FJP divulga projeções populacionais para municípios e regiões de MG até 2047
Estudo confirma o acelerado processo de envelhecimento da população e apresenta dados para nortear políticas que diminuam os efeitos da redução de pessoas em idade ativa no estado.
Minas Gerais deve alcançar 21,9 milhões de habitantes em 2037 e, a partir de então, apresentar declínios de população até 2047, quando o total de habitantes deverá ser de 21,7 milhões. A projeção realizada pelo Instituto Brasileiro de Geografia e Estatística (IBGE) a partir do Censo 2022 foi o ponto de partida para a Fundação João Pinheiro (FJP) calcular as projeções populacionais para os 853 municípios do estado, incluindo recortes por sexo e por faixa etária, e para as 13 Regiões Geográficas Intermediárias (RGInt) de Minas Gerais.
Os dados divulgados pela FJP são parte da publicação Projeções populacionais: Minas Gerais e Regiões Geográficas Intermediárias 2027-2047, da série Estatística e Informações. A base de dados completa desagregada por município, sexo e grupos quinquenais de idade pode ser acessada neste link e o painel interativo de dados está disponível neste link.

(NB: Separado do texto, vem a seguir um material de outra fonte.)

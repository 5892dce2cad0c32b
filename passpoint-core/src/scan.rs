///! Access point observations consumed by provider matching
use serde::{Deserialize, Serialize};

/// Hotspot 2.0 release advertised in the AP's vendor-specific element.
#[derive(Debug, Clone, Copy, PartialEq, Eq, Hash, Serialize, Deserialize)]
pub enum HsRelease {
    R1,
    R2,
}

/// One access point as seen in a scan, with the information elements that
/// matter for Passpoint matching already extracted.
///
/// The BSSID is kept in its textual form here; it is parsed into a
/// [`MacAddress`](crate::mac::MacAddress) when matching runs, and a malformed
/// value yields an empty match list rather than an error.
#[derive(Debug, Clone, PartialEq, Serialize, Deserialize)]
pub struct ScanResult {
    pub ssid: String,
    pub bssid: String,
    /// Homogeneous ESS identifier, zero when the AP does not advertise one.
    pub hessid: u64,
    /// ANQP domain id from the HS2.0 vendor-specific element, zero if absent.
    pub anqp_domain_id: u16,
    /// Organization identifiers from the roaming consortium element.
    pub roaming_consortium_ois: Vec<u64>,
    pub hs_release: HsRelease,
    /// Whether the AP advertises Passpoint (interworking) support at all.
    pub is_passpoint: bool,
}

impl ScanResult {
    /// Convenience constructor for an AP with no roaming consortium data.
    pub fn new(ssid: impl Into<String>, bssid: impl Into<String>) -> Self {
        Self {
            ssid: ssid.into(),
            bssid: bssid.into(),
            hessid: 0,
            anqp_domain_id: 0,
            roaming_consortium_ois: Vec::new(),
            hs_release: HsRelease::R1,
            is_passpoint: true,
        }
    }
}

A pesquisa da FJP mostra como se dará a consolidação do processo de envelhecimento da população do estado, iniciado na segunda metade do século XX, segundo suas regiões e municípios. “A consolidação desse processo reflete tendências estruturais como a queda sustentada da fecundidade e o aumento progressivo da longevidade”, explica a pesquisadora da FJP, Denise Maia. “No entanto, são evidentes as diferenças regionais quanto ao ritmo e ao estágio atual desse envelhecimento, embora todos os indicadores apontem para uma convergência gradual das regiões mineiras em direção a níveis avançados de envelhecimento populacional”, observa.
Destaques – A partir do período de 2032 a 2037, antes da queda da população total do estado, as populações das Regiões Geográficas Intermediárias (RGInts) de Barbacena, Juiz de Fora e Pouso Alegre começarão a diminuir. Nas regiões de Patos de Minas, Teófilo Otoni, Uberaba e Uberlândia, a diminuição da população ocorrerá apenas ao final do período de projeção (2042-2047). Em movimento contrário, apenas a RGInt de Montes Claros irá manter o crescimento populacional durante todo o período projetado.
Entre os dez municípios que mais crescerão nos próximos anos, nove são de médio porte, com populações entre 20 mil e 120 mil habitantes, e estão localizados na RGInt de Belo Horizonte: Esmeraldas, Sarzedo, Juatuba, Mateus Leme, Igarapé, São José da Lapa, Conceição do Mato Dentro, Lagoa Santa e Nova Lima.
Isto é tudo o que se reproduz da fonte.